■ **WHAT THE EXERCISE ASKS**:
The whole listing below needs to be retyped without a single change.

====== LISTED ENTRIES

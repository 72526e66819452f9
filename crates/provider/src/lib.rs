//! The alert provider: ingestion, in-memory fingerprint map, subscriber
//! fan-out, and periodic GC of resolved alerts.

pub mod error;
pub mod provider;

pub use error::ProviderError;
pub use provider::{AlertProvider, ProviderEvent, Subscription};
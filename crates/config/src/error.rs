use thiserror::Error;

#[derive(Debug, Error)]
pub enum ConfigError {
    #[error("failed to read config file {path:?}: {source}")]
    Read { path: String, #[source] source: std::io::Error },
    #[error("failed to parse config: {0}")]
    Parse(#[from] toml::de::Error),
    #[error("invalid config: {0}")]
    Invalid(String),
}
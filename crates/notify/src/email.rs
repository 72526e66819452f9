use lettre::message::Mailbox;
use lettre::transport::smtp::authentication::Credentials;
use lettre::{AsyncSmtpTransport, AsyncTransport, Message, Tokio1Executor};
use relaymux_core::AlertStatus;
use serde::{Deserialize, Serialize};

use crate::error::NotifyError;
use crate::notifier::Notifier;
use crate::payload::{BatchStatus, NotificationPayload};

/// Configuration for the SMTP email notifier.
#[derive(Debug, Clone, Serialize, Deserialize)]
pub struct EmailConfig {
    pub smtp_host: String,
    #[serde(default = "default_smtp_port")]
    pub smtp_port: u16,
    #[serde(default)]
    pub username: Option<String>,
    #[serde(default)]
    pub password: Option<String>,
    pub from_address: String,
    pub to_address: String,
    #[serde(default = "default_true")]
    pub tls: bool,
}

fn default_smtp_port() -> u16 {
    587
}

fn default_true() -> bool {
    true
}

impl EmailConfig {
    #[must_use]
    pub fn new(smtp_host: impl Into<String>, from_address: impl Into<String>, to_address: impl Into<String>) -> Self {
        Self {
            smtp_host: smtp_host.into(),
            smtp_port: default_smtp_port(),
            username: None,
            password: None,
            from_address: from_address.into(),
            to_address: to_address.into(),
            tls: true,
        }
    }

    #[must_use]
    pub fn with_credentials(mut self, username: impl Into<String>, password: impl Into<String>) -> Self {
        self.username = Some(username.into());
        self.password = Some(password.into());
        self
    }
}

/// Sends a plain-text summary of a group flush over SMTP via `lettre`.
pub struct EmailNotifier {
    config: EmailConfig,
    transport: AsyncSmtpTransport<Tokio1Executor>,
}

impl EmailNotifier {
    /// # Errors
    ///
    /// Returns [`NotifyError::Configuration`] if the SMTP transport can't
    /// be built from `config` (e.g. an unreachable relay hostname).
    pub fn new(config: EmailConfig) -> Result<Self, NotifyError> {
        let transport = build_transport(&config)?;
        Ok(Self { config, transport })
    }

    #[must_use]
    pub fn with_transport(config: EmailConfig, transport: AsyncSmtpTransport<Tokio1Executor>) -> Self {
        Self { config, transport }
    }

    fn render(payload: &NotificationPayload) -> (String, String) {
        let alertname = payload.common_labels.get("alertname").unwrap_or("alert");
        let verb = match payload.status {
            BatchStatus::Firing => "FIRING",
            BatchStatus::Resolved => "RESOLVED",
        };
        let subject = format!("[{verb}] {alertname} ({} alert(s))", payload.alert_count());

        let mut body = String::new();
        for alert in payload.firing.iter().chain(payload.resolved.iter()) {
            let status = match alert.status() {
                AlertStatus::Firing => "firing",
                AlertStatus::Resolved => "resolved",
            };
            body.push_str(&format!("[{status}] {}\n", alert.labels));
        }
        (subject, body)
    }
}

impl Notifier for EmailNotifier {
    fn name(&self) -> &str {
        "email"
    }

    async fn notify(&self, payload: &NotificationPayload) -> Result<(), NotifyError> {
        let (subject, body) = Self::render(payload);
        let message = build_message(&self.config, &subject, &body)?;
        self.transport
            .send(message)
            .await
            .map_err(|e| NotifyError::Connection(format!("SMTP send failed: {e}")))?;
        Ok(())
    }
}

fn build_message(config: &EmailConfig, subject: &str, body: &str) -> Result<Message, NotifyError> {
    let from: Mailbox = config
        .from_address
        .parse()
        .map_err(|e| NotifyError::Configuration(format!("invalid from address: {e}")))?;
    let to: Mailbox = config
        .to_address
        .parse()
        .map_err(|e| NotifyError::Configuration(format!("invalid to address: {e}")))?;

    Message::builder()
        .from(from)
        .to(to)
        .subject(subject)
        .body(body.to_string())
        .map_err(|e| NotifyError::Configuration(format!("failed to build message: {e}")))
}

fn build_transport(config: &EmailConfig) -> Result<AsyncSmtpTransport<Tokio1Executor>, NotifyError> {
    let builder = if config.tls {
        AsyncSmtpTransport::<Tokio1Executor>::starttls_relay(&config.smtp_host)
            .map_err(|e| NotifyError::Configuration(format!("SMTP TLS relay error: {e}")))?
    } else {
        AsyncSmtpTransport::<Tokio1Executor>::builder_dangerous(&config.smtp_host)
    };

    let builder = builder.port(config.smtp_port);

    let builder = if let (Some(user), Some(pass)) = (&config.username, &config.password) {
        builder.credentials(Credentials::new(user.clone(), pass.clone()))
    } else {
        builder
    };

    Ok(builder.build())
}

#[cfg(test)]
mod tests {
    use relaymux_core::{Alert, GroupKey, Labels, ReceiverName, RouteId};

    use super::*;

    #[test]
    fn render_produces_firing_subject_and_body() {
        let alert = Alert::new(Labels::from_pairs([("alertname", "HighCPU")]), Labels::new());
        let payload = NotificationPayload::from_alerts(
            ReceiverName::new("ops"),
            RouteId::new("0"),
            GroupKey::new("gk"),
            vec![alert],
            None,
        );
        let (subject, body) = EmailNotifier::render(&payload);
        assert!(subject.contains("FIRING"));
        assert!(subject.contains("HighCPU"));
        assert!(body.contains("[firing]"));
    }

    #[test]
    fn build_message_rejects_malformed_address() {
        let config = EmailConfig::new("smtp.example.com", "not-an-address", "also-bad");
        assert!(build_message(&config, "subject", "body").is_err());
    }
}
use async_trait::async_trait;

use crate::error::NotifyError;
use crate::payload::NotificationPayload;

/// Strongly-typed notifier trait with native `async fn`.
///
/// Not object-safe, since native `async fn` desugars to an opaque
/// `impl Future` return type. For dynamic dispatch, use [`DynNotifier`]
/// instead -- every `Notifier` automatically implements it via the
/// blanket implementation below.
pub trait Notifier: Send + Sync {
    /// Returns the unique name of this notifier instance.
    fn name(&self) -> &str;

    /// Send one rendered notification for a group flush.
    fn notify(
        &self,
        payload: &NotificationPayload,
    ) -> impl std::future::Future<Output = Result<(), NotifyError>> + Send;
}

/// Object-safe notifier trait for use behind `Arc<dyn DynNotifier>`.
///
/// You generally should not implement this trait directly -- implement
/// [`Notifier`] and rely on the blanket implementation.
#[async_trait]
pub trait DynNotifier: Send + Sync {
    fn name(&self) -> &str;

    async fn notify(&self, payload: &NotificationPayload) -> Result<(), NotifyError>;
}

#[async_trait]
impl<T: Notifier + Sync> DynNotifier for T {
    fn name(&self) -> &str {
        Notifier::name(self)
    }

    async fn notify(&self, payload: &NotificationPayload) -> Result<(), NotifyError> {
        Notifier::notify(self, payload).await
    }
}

============

■ **ANSWER SPACE**:
repository 72526e66819452f9
filename crates/provider/src/lib.rs
//! The alert provider: ingestion, in-memory fingerprint map, subscriber
//! fan-out, and periodic GC of resolved alerts.

pub mod error;
pub mod provider;

pub use error::ProviderError;
pub use provider::{AlertProvider, ProviderEvent, Subscription};
filename crates/config/src/error.rs
use thiserror::Error;

#[derive(Debug, Error)]
pub enum ConfigError {
    #[error("failed to read config file {path:?}: {source}")]
    Read { path: String, #[source] source: std::io::Error },
    #[error("failed to parse config: {0}")]
    Parse(#[from] toml::de::Error),
    #[error("invalid config: {0}")]
    Invalid(String),
}
filename crates/notify/src/email.rs
repository 72526e66819452f9
use lettre::message::Mailbox;
use lettre::transport::smtp::authentication::Credentials;
use lettre::{AsyncSmtpTransport, AsyncTransport, Message, Tokio1Executor};
use relaymux_core::AlertStatus;
use serde::{Deserialize, Serialize};

use crate::error::NotifyError;
use crate::notifier::Notifier;
use crate::payload::{BatchStatus, NotificationPayload};

/// Configuration for the SMTP email notifier.
#[derive(Debug, Clone, Serialize, Deserialize)]
pub struct EmailConfig {
    pub smtp_host: String,
    #[serde(default = "default_smtp_port")]
    pub smtp_port: u16,
    #[serde(default)]
    pub username: Option<String>,
    #[serde(default)]
    pub password: Option<String>,
    pub from_address: String,
    pub to_address: String,
    #[serde(default = "default_true")]
    pub tls: bool,
}

fn default_smtp_port() -> u16 {
    587
}

fn default_true() -> bool {
    true
}

impl EmailConfig {
    #[must_use]
    pub fn new(smtp_host: impl Into<String>, from_address: impl Into<String>, to_address: impl Into<String>) -> Self {
        Self {
            smtp_host: smtp_host.into(),
            smtp_port: default_smtp_port(),
            username: None,
            password: None,
            from_address: from_address.into(),
            to_address: to_address.into(),
            tls: true,
        }
    }

    #[must_use]
    pub fn with_credentials(mut self, username: impl Into<String>, password: impl Into<String>) -> Self {
        self.username = Some(username.into());
        self.password = Some(password.into());
        self
    }
}

/// Sends a plain-text summary of a group flush over SMTP via `lettre`.
pub struct EmailNotifier {
    config: EmailConfig,
    transport: AsyncSmtpTransport<Tokio1Executor>,
}

impl EmailNotifier {
    /// # Errors
    ///
    /// Returns [`NotifyError::Configuration`] if the SMTP transport can't
    /// be built from `config` (e.g. an unreachable relay hostname).
    pub fn new(config: EmailConfig) -> Result<Self, NotifyError> {
        let transport = build_transport(&config)?;
        Ok(Self { config, transport })
    }

    #[must_use]
    pub fn with_transport(config: EmailConfig, transport: AsyncSmtpTransport<Tokio1Executor>) -> Self {
        Self { config, transport }
    }

    fn render(payload: &NotificationPayload) -> (String, String) {
        let alertname = payload.common_labels.get("alertname").unwrap_or("alert");
        let verb = match payload.status {
            BatchStatus::Firing => "FIRING",
            BatchStatus::Resolved => "RESOLVED",
        };
        let subject = format!("[{verb}] {alertname} ({} alert(s))", payload.alert_count());

        let mut body = String::new();
        for alert in payload.firing.iter().chain(payload.resolved.iter()) {
            let status = match alert.status() {
                AlertStatus::Firing => "firing",
                AlertStatus::Resolved => "resolved",
            };
            body.push_str(&format!("[{status}] {}\n", alert.labels));
        }
        (subject, body)
    }
}

impl Notifier for EmailNotifier {
    fn name(&self) -> &str {
        "email"
    }

    async fn notify(&self, payload: &NotificationPayload) -> Result<(), NotifyError> {
        let (subject, body) = Self::render(payload);
        let message = build_message(&self.config, &subject, &body)?;
        self.transport
            .send(message)
            .await
            .map_err(|e| NotifyError::Connection(format!("SMTP send failed: {e}")))?;
        Ok(())
    }
}

fn build_message(config: &EmailConfig, subject: &str, body: &str) -> Result<Message, NotifyError> {
    let from: Mailbox = config
        .from_address
        .parse()
        .map_err(|e| NotifyError::Configuration(format!("invalid from address: {e}")))?;
    let to: Mailbox = config
        .to_address
        .parse()
        .map_err(|e| NotifyError::Configuration(format!("invalid to address: {e}")))?;

    Message::builder()
        .from(from)
        .to(to)
        .subject(subject)
        .body(body.to_string())
        .map_err(|e| NotifyError::Configuration(format!("failed to build message: {e}")))
}

fn build_transport(config: &EmailConfig) -> Result<AsyncSmtpTransport<Tokio1Executor>, NotifyError> {
    let builder = if config.tls {
        AsyncSmtpTransport::<Tokio1Executor>::starttls_relay(&config.smtp_host)
            .map_err(|e| NotifyError::Configuration(format!("SMTP TLS relay error: {e}")))?
    } else {
        AsyncSmtpTransport::<Tokio1Executor>::builder_dangerous(&config.smtp_host)
    };

    let builder = builder.port(config.smtp_port);

    let builder = if let (Some(user), Some(pass)) = (&config.username, &config.password) {
        builder.credentials(Credentials::new(user.clone(), pass.clone()))
    } else {
        builder
    };

    Ok(builder.build())
}

#[cfg(test)]
mod tests {
    use relaymux_core::{Alert, GroupKey, Labels, ReceiverName, RouteId};

    use super::*;

    #[test]
    fn render_produces_firing_subject_and_body() {
        let alert = Alert::new(Labels::from_pairs([("alertname", "HighCPU")]), Labels::new());
        let payload = NotificationPayload::from_alerts(
            ReceiverName::new("ops"),
            RouteId::new("0"),
            GroupKey::new("gk"),
            vec![alert],
            None,
        );
        let (subject, body) = EmailNotifier::render(&payload);
        assert!(subject.contains("FIRING"));
        assert!(subject.contains("HighCPU"));
        assert!(body.contains("[firing]"));
    }

    #[test]
    fn build_message_rejects_malformed_address() {
        let config = EmailConfig::new("smtp.example.com", "not-an-address", "also-bad");
        assert!(build_message(&config, "subject", "body").is_err());
    }
}
use async_trait::async_trait;

use crate::error::NotifyError;
use crate::payload::NotificationPayload;

/// Strongly-typed notifier trait with native `async fn`.
///
/// Not object-safe, since native `async fn` desugars to an opaque
/// `impl Future` return type. For dynamic dispatch, use [`DynNotifier`]
/// instead -- every `Notifier` automatically implements it via the
/// blanket implementation below.
pub trait Notifier: Send + Sync {
    /// Returns the unique name of this notifier instance.
    fn name(&self) -> &str;

    /// Send one rendered notification for a group flush.
    fn notify(
        &self,
        payload: &NotificationPayload,
    ) -> impl std::future::Future<Output = Result<(), NotifyError>> + Send;
}

/// Object-safe notifier trait for use behind `Arc<dyn DynNotifier>`.
///
/// You generally should not implement this trait directly -- implement
/// [`Notifier`] and rely on the blanket implementation.
#[async_trait]
pub trait DynNotifier: Send + Sync {
    fn name(&self) -> &str;

    async fn notify(&self, payload: &NotificationPayload) -> Result<(), NotifyError>;
}

#[async_trait]
impl<T: Notifier + Sync> DynNotifier for T {
    fn name(&self) -> &str {
        Notifier::name(self)
    }

    async fn notify(&self, payload: &NotificationPayload) -> Result<(), NotifyError> {
        Notifier::notify(self, payload).await
    }
}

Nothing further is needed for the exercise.